(Exercise material begins)

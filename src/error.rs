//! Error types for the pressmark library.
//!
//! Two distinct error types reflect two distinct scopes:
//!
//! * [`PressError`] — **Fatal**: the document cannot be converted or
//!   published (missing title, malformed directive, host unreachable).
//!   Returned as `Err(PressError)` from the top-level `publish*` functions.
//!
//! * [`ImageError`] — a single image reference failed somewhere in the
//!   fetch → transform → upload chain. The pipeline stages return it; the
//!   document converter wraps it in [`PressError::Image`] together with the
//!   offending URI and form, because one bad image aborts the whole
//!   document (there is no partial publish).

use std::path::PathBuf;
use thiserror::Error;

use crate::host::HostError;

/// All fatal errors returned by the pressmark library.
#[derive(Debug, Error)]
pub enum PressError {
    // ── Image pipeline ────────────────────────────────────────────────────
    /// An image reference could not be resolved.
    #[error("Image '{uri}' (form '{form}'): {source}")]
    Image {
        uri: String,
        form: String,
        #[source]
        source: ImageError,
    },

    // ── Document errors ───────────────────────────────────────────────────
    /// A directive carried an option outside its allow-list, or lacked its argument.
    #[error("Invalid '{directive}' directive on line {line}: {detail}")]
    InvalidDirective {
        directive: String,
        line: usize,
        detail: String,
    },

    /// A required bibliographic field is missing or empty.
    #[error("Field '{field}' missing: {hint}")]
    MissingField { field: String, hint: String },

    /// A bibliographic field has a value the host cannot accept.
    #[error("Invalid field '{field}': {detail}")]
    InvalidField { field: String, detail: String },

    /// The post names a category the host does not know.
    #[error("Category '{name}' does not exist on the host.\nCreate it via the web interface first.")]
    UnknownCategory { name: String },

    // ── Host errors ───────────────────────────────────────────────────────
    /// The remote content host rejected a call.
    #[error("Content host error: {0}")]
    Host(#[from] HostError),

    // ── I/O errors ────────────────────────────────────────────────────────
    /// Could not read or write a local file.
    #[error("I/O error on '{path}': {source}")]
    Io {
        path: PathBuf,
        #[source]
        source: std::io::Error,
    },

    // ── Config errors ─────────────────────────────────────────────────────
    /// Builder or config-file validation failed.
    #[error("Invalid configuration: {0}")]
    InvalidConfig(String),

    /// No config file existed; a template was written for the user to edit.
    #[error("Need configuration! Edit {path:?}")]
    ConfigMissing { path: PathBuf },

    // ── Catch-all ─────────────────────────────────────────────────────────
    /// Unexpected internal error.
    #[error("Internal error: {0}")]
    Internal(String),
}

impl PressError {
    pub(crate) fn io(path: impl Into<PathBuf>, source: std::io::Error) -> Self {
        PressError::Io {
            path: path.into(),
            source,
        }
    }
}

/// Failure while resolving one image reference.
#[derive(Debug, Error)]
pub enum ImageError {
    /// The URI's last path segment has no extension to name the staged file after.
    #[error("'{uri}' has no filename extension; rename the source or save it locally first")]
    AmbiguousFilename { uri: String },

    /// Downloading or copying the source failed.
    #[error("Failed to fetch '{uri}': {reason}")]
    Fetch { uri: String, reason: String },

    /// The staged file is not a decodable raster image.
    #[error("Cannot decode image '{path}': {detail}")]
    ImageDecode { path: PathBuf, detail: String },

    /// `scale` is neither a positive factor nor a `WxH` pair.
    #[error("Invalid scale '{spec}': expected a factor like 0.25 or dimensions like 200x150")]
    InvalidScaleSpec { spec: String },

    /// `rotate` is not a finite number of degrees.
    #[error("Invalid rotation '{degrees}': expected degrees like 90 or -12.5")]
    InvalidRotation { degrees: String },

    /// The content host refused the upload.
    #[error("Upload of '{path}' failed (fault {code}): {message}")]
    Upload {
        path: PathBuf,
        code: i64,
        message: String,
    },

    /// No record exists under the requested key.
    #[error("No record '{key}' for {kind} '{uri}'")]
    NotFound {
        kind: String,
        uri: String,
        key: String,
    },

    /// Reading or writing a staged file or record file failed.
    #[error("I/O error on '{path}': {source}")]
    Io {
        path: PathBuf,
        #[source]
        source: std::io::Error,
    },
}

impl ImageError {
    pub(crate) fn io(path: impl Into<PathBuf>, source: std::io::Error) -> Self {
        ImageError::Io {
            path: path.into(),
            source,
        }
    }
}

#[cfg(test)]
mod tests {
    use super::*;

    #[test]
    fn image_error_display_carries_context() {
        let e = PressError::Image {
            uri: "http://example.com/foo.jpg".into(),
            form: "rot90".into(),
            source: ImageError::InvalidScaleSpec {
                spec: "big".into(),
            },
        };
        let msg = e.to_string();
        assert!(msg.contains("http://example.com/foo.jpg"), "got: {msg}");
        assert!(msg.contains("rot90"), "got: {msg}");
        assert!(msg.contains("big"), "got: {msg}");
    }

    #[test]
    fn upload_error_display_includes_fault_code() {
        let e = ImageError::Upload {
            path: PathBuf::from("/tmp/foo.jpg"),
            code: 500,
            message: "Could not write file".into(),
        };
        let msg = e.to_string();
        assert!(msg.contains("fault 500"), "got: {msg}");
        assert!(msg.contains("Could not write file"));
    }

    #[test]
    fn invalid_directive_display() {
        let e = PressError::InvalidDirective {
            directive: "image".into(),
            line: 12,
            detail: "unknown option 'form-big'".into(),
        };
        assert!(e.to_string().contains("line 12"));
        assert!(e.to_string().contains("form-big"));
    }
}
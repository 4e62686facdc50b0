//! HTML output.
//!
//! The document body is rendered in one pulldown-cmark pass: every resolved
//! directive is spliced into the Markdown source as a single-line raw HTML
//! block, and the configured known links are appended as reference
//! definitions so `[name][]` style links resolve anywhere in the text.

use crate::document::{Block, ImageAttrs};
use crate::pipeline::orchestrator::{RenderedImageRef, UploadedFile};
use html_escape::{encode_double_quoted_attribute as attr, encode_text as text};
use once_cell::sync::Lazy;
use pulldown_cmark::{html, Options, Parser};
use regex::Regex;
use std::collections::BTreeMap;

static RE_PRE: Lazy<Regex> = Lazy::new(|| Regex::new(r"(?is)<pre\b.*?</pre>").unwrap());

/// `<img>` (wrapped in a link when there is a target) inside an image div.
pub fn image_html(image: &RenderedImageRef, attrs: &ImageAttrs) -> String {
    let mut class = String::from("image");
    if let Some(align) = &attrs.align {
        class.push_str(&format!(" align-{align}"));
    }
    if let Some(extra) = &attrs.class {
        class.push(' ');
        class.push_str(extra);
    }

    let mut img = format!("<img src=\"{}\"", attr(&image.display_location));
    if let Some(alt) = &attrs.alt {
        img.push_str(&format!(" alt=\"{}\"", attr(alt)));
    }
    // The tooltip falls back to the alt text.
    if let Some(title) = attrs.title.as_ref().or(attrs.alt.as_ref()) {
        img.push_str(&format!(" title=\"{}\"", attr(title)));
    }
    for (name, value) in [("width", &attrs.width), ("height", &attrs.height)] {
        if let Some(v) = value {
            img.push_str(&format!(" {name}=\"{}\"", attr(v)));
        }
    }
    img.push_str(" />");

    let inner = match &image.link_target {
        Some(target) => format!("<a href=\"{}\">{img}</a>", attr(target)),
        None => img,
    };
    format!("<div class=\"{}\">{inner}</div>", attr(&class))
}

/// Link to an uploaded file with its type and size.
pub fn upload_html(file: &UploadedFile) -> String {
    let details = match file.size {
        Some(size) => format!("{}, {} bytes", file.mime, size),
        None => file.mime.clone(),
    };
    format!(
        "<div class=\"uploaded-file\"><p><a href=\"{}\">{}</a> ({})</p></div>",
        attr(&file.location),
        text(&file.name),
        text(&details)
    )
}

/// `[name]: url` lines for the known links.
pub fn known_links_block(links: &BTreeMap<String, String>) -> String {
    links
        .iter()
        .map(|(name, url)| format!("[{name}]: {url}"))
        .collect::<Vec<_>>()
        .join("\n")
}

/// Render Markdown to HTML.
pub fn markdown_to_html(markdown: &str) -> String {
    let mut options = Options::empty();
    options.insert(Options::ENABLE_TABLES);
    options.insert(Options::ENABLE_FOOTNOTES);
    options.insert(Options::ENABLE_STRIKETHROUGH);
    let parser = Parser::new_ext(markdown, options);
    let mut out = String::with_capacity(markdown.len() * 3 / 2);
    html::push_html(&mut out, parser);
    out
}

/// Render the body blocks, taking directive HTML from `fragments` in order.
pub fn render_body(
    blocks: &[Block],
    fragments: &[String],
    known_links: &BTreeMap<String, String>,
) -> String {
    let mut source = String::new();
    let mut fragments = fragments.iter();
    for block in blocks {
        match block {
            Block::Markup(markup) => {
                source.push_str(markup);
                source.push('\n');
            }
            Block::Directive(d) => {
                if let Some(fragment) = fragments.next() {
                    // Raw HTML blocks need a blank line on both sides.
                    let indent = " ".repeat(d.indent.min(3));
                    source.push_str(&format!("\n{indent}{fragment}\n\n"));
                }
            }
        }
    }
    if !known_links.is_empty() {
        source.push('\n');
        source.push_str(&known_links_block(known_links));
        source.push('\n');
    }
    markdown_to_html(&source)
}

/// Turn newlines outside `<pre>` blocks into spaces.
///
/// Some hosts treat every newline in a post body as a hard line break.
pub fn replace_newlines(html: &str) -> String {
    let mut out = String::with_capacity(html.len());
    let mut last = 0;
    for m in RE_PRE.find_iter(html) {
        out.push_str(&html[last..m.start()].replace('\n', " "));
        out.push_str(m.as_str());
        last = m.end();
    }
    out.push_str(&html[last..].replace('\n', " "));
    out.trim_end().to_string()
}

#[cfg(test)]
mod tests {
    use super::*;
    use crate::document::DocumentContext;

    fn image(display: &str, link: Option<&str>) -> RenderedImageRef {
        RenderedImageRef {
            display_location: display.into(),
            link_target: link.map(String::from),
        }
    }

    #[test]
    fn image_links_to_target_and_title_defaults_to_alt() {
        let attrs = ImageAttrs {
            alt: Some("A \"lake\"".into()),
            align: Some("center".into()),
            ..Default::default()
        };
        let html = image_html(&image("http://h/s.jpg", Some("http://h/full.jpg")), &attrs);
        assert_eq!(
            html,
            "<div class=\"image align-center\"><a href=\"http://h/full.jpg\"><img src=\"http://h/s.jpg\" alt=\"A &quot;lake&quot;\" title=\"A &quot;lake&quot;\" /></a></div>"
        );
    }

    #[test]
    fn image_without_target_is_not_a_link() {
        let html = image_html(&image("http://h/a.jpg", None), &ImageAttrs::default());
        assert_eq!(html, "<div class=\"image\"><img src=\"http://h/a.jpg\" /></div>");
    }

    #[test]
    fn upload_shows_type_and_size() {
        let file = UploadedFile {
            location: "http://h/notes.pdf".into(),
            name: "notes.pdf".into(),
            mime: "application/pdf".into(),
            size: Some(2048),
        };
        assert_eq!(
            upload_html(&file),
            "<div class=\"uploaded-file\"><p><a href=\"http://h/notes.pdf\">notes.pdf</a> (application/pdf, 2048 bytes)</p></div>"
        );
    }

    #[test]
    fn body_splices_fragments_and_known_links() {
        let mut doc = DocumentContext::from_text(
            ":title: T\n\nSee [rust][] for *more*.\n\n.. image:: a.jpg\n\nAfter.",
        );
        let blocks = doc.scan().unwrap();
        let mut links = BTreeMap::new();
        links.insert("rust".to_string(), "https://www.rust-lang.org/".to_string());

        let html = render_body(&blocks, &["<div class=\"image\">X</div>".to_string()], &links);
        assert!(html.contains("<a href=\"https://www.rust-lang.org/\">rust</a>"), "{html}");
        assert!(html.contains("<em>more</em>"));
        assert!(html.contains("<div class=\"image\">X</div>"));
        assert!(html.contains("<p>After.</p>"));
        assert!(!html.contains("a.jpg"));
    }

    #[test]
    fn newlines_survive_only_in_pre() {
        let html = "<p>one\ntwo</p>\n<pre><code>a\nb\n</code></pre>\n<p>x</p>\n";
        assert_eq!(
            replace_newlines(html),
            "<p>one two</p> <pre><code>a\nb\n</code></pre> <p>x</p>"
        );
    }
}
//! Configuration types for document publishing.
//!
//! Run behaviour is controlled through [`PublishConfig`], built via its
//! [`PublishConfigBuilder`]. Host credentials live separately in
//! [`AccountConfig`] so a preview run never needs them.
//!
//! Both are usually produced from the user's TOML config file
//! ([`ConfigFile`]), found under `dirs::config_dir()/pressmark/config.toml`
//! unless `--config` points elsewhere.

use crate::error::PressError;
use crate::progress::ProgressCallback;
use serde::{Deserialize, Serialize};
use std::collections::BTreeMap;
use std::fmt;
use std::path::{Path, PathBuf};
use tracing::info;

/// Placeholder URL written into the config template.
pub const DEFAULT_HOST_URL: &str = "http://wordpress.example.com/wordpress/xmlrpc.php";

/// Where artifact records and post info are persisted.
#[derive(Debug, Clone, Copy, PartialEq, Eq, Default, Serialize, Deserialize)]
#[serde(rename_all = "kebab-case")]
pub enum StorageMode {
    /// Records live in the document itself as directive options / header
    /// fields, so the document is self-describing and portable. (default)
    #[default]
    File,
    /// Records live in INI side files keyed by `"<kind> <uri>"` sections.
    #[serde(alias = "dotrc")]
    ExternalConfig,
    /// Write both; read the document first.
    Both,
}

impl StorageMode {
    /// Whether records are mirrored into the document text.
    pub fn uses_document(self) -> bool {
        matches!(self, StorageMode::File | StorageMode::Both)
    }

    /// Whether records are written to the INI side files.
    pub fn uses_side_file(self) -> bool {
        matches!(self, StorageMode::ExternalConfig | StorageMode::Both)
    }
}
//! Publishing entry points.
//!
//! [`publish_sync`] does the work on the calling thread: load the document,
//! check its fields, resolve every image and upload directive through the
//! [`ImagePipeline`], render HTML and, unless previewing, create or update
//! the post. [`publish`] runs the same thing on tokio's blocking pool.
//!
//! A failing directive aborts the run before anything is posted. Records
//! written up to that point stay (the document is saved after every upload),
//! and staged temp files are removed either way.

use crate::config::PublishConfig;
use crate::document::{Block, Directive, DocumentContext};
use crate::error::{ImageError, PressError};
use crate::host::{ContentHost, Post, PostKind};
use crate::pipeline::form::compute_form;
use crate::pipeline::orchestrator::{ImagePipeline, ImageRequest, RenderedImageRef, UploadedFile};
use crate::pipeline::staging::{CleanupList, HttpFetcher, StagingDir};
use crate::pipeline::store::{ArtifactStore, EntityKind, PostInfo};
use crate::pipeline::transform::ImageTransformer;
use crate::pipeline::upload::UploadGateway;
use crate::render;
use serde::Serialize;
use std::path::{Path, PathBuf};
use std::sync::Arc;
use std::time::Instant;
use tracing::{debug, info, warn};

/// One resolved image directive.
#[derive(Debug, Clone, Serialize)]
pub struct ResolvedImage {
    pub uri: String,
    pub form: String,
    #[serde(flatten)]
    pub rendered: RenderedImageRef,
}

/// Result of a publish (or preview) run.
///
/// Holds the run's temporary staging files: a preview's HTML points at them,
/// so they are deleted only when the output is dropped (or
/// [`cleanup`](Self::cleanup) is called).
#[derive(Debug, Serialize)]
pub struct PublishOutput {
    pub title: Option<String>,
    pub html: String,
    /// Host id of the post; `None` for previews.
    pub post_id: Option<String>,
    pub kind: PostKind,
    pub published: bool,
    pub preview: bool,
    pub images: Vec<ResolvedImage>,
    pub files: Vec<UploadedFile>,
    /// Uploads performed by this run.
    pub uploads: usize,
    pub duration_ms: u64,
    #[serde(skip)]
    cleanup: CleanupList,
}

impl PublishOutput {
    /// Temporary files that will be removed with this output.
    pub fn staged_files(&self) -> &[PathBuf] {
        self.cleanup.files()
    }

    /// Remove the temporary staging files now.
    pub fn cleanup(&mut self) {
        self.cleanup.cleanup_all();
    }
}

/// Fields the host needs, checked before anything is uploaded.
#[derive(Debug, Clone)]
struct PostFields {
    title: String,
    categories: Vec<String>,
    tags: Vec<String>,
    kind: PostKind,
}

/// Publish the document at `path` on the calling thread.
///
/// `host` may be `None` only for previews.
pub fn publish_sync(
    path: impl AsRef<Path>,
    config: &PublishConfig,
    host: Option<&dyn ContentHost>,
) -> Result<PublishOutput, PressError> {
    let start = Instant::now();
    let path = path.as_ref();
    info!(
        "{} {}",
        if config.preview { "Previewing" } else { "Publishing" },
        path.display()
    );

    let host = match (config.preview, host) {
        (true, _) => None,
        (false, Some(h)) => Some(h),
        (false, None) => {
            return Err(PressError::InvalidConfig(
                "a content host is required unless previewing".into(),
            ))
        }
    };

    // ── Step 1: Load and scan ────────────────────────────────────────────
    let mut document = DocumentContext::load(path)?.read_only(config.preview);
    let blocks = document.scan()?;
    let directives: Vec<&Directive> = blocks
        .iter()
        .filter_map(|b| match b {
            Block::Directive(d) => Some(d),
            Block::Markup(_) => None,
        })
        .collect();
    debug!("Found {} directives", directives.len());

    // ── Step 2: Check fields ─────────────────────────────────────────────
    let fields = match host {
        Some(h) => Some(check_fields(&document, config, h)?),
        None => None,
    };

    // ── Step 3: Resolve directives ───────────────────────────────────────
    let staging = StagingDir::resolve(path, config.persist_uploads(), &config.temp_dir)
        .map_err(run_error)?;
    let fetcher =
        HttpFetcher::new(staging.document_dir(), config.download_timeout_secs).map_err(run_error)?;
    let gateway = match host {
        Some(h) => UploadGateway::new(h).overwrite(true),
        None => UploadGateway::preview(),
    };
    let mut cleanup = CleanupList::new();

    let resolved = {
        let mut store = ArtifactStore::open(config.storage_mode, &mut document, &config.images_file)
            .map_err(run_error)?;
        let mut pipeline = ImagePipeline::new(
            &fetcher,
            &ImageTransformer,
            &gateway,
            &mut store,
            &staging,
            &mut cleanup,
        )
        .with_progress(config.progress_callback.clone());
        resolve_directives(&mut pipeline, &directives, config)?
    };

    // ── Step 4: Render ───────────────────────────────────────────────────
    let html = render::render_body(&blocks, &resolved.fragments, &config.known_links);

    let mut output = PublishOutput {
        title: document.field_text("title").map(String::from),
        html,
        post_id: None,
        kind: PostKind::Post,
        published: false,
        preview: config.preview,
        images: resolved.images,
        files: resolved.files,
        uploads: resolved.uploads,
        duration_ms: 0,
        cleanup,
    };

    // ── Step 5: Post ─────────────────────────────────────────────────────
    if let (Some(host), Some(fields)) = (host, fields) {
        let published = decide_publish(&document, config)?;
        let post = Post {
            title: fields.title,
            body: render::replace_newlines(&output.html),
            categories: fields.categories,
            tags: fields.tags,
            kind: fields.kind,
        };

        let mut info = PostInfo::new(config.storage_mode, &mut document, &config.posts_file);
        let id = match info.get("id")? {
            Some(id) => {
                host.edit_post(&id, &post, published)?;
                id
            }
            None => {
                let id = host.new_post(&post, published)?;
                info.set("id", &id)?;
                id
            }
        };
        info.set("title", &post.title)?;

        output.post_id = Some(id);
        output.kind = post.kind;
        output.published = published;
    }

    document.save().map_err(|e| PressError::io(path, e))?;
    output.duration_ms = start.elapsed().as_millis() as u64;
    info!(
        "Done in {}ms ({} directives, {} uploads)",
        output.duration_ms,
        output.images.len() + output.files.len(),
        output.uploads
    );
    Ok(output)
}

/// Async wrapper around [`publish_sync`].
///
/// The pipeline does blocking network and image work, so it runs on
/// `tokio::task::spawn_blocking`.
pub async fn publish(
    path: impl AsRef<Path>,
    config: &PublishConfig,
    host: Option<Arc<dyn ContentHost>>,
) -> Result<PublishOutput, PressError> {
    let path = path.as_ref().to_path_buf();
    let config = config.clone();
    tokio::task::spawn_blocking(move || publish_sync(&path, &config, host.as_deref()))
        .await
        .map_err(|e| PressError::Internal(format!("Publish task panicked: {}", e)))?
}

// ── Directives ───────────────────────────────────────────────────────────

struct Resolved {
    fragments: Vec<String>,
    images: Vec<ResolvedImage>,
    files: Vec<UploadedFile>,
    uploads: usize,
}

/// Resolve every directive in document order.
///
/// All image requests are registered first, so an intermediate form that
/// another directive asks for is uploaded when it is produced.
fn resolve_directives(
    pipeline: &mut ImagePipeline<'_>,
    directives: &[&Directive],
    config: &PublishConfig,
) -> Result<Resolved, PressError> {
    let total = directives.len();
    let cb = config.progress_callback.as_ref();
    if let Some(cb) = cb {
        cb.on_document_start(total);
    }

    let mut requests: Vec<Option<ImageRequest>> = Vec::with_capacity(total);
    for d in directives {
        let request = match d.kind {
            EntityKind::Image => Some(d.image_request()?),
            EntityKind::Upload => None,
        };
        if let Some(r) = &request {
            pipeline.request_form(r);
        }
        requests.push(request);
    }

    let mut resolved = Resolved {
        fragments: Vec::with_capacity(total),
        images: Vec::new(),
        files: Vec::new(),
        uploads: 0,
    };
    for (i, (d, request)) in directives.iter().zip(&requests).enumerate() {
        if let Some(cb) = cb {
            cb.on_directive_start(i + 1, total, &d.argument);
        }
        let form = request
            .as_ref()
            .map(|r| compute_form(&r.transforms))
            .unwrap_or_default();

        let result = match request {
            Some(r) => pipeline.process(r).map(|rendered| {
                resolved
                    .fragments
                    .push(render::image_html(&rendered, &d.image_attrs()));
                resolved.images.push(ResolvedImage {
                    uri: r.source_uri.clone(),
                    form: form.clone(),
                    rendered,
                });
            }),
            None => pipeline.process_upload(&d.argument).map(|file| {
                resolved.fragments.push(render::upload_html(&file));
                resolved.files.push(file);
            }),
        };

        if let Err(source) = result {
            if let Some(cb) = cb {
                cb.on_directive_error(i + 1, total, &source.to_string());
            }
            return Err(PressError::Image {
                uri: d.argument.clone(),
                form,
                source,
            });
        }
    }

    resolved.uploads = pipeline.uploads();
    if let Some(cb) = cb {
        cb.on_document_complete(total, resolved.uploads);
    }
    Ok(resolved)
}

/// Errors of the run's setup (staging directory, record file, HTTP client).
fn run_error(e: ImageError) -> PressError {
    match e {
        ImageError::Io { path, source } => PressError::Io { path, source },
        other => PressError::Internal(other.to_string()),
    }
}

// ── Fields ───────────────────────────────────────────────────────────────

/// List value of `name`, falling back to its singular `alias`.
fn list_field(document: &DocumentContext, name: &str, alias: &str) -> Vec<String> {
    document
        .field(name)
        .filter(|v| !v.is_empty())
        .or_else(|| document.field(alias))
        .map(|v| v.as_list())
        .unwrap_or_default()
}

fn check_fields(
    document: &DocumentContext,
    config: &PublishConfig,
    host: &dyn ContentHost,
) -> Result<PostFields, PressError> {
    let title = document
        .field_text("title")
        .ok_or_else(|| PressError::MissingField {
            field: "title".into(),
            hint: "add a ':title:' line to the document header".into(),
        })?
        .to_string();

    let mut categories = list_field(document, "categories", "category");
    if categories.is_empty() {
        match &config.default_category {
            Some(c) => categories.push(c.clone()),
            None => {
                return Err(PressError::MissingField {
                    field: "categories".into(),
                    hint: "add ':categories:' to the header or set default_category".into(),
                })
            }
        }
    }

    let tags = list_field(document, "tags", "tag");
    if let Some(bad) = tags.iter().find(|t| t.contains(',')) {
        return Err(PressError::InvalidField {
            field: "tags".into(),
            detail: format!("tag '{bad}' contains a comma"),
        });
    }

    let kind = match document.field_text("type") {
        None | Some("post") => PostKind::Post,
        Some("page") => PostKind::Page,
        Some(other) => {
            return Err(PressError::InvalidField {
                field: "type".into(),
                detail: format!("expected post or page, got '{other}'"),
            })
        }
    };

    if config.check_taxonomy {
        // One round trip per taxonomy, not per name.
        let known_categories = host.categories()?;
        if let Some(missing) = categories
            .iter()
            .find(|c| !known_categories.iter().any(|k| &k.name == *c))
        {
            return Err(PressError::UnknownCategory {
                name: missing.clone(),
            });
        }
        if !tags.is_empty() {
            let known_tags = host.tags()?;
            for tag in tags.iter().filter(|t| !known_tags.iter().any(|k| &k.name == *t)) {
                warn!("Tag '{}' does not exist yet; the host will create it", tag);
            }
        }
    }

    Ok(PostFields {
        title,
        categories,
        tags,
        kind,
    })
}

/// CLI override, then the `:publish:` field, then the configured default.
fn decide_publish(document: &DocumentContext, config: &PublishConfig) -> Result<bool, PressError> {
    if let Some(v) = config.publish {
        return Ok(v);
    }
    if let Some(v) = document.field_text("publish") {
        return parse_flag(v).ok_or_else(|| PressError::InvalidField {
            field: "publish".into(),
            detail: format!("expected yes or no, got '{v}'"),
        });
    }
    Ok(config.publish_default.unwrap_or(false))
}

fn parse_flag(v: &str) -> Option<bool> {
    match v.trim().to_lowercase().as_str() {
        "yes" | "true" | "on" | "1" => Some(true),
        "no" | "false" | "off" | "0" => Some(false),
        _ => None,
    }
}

(Exercise material ends)

Your reply must be a single number: the count of lines in the listing that hold "example".

**Answer to this task**
3